In the middle of summer 2021, Zion I Kings came through striking hot with the release of the “Mash Down Riddim” to the masses. Forever honoring the legacy of His Excellency Haile Selassie I, “Mash Down Riddim” is the 9th riddim to come from this heavy modern reggae production team/trio in a riddim series. It features a myriad of voices considered to be crown jewels of our time in roots reggae. “Mash Down Riddim” finds Akae Beka, Pressure, Lutan Fyah, Clatta Bumboo, The Movement, Medisun, Lloyd Brown, Messenjah Selah, Ras Teo, and of course the original artist Blakkamoore – all chanting over the scorching sound of Blakkamoore’s “Mash Down Georgetown” which was first featured on the phenomenal full length record “Upward Spiral” in May 2020. In this day, we have the pleasure of hearing the brilliance of Satta Sound, straight outta Warren VT, spinning up a massive mixdown of the “Mash Down Riddim” into a streaming, non-stop back-to-back captivating 22 minute segment, featuring all artists juggling the sound from one to another. While the original “Mash Down Georgetown” reasons and gives tribute to Blakkamoore’s home country of Guyana, the “Mash Down Riddim” provides a platform to let other artists illuminate on a host of diverse subjects delving into themes as near and far as the pandemic, ganja, the likeness of H.I.M, as well as the benefits of simply slowing down. This is the power of the riddim format. It serves as a dissection and explosion all at once. Satta Sound’s DJ style mixdown provides the opportunity to glorify certain aspects of the original riddim – all the while creating new songs and hooks for the books, magically displaying just how much creativity can spawn from a bass line and a beat.

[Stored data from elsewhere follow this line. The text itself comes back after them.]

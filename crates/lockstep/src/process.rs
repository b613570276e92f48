//! Worker processes: launch command, spawn strategy, and reaping.

use std::fmt;
use std::process::Stdio;
use std::time::Duration;

use tokio::process::{Child, Command};

/// Program and leading arguments used to start every worker.
///
/// The coordinator's port is appended as the final positional argument.
#[derive(Debug, Clone, PartialEq, Eq)]
pub struct LaunchTemplate {
    pub program: String,
    pub args: Vec<String>,
}

impl LaunchTemplate {
    pub fn new(program: impl Into<String>) -> Self {
        Self {
            program: program.into(),
            args: Vec::new(),
        }
    }

    pub fn with_args<I, S>(mut self, args: I) -> Self
    where
        I: IntoIterator<Item = S>,
        S: Into<String>,
    {
        self.args.extend(args.into_iter().map(Into::into));
        self
    }

    /// Full command line for a worker told to connect to `port`.
    pub fn command_line(&self, port: u16) -> Vec<String> {
        let mut line = Vec::with_capacity(self.args.len() + 2);
        line.push(self.program.clone());
        line.extend(self.args.iter().cloned());
        line.push(port.to_string());
        line
    }
}

impl fmt::Display for LaunchTemplate {
    fn fmt(&self, f: &mut fmt::Formatter<'_>) -> fmt::Result {
        f.write_str(&self.program)?;
        for arg in &self.args {
            write!(f, " {arg}")?;
        }
        Ok(())
    }
}

#[derive(Debug, thiserror::Error)]
pub enum SpawnError {
    #[error("failed to spawn worker {index} ({program}): {source}")]
    Spawn {
        index: usize,
        program: String,
        source: std::io::Error,
    },
    #[error("worker {index} has no process id (exited immediately?)")]
    NoPid { index: usize },
    #[error("spawn failed: {0}")]
    Other(String),
}

/// A launched worker as reported by a [`WorkerSpawner`].
#[derive(Debug)]
pub struct SpawnedWorker {
    pub pid: u32,
    /// OS child to reap at shutdown. `None` for workers whose lifecycle is
    /// managed elsewhere.
    pub child: Option<Child>,
}

/// Extension point for different worker spawn strategies.
pub trait WorkerSpawner: Send + Sync {
    fn spawn(
        &self,
        index: usize,
        launch: &LaunchTemplate,
        port: u16,
    ) -> Result<SpawnedWorker, SpawnError>;
}

/// Spawns each worker as an OS process running the launch template.
pub struct CommandSpawner;

impl WorkerSpawner for CommandSpawner {
    fn spawn(
        &self,
        index: usize,
        launch: &LaunchTemplate,
        port: u16,
    ) -> Result<SpawnedWorker, SpawnError> {
        let child = Command::new(&launch.program)
            .args(&launch.args)
            .arg(port.to_string())
            .stdin(Stdio::null())
            .stdout(Stdio::inherit())
            .stderr(Stdio::inherit())
            .kill_on_drop(true)
            .spawn()
            .map_err(|source| SpawnError::Spawn {
                index,
                program: launch.program.clone(),
                source,
            })?;
        let pid = child.id().ok_or(SpawnError::NoPid { index })?;
        Ok(SpawnedWorker {
            pid,
            child: Some(child),
        })
    }
}

/// One spawned worker, owned by the orchestrator.
#[derive(Debug)]
pub struct ProcessHandle {
    index: usize,
    launch_command: Vec<String>,
    port: u16,
    pid: u32,
    child: Option<Child>,
}

impl ProcessHandle {
    pub fn new(index: usize, launch: &LaunchTemplate, port: u16, spawned: SpawnedWorker) -> Self {
        Self {
            index,
            launch_command: launch.command_line(port),
            port,
            pid: spawned.pid,
            child: spawned.child,
        }
    }

    pub fn index(&self) -> usize {
        self.index
    }

    pub fn launch_command(&self) -> &[String] {
        &self.launch_command
    }

    /// Coordinator port the worker was told to connect to.
    pub fn port(&self) -> u16 {
        self.port
    }

    pub fn pid(&self) -> u32 {
        self.pid
    }

    /// Whether the OS process has already exited. Workers without a child
    /// handle are reported as running.
    pub fn has_exited(&mut self) -> bool {
        match self.child.as_mut().map(Child::try_wait) {
            Some(Ok(Some(_))) => true,
            Some(Ok(None)) | None => false,
            Some(Err(e)) => {
                tracing::warn!(pid = self.pid, error = %e, "Failed to poll worker");
                false
            }
        }
    }

    /// Stop and reap the process: SIGTERM, wait up to `grace`, then SIGKILL.
    ///
    /// Processes that already exited are reaped without signalling.
    pub async fn reap(&mut self, grace: Duration) {
        let Some(mut child) = self.child.take() else {
            return;
        };

        match child.try_wait() {
            Ok(Some(status)) => {
                tracing::debug!(pid = self.pid, %status, "Worker already exited");
                return;
            }
            Ok(None) => {}
            Err(e) => tracing::warn!(pid = self.pid, error = %e, "Failed to poll worker"),
        }

        terminate(self.pid);
        match tokio::time::timeout(grace, child.wait()).await {
            Ok(Ok(status)) => {
                tracing::debug!(pid = self.pid, %status, "Worker exited");
                return;
            }
            Ok(Err(e)) => tracing::warn!(pid = self.pid, error = %e, "Failed to wait for worker"),
            Err(_) => tracing::warn!(pid = self.pid, ?grace, "Worker ignored SIGTERM, killing"),
        }

        if let Err(e) = child.kill().await {
            tracing::warn!(pid = self.pid, error = %e, "Failed to kill worker");
        }
    }
}

#[cfg(unix)]
fn terminate(pid: u32) {
    use nix::sys::signal::{Signal, kill};
    use nix::unistd::Pid;

    let Ok(raw) = i32::try_from(pid) else {
        return;
    };
    if let Err(e) = kill(Pid::from_raw(raw), Signal::SIGTERM) {
        tracing::debug!(pid, error = %e, "Failed to send SIGTERM");
    }
}

#[cfg(not(unix))]
fn terminate(_pid: u32) {}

“Mash Down Riddim” makes the possibilities seem infinite and Satta Sound keeps the dance moving and the ideas flowing. The art of “juggling” over a “riddim segment” is classic in the foundation of Jamaican and West Indian music. It’s a lotus flower fractal of energy that lets the listener, dancer, and artist coalesce a spiral of perspectives into a collective experience, all inna one sound.

Recently, we saw Collie Buddz collaborate with many other contemporary acts on the Cali Roots Riddim 1 & 2. I can’t tell you how many different comments I saw on social media from newly devoted reggae listeners trying to make sense of why they were hearing so many different songs by their favorite artists all over the same beat. There seemed to be little context for many in the new US scene to overstand the concept of the “Riddim.” No judgement coming from this corner though, as we all enter into this at different points and ports. It’s all a matter of education, explanation, and sharing. Each one teach one so they say.

Rootfire was grateful to reason with Zion I Kings producer Andrew “Moon” Bain, to get some clarity and context of where the riddim concept comes from, how a producer goes about constructing it, and what the motivations and objectives for such a project are all about. Giving thanks to Moon for the insight and time taken to discuss this exciting new music.

Rootfire: What is your connection to Satta Sound? 

Andrew “Moon” Bain: I first linked with Satta Sound through Rise Up festival in VT around 2007. I was working with a Brooklyn based band, Noble Society that was fronted by Jahdan Blakkamoore, at that time. We went up to Vermont for the festival to perform, I met Mathew and we kept the link from that time. Satta Sound has been a big supporter of Lustre Kings and Zion I Kings works over the years and we have become family through the music.

Rootfire: What are some terms or the language that mainstream folks might not know when it comes to describing a riddim or discussing what it is to folks?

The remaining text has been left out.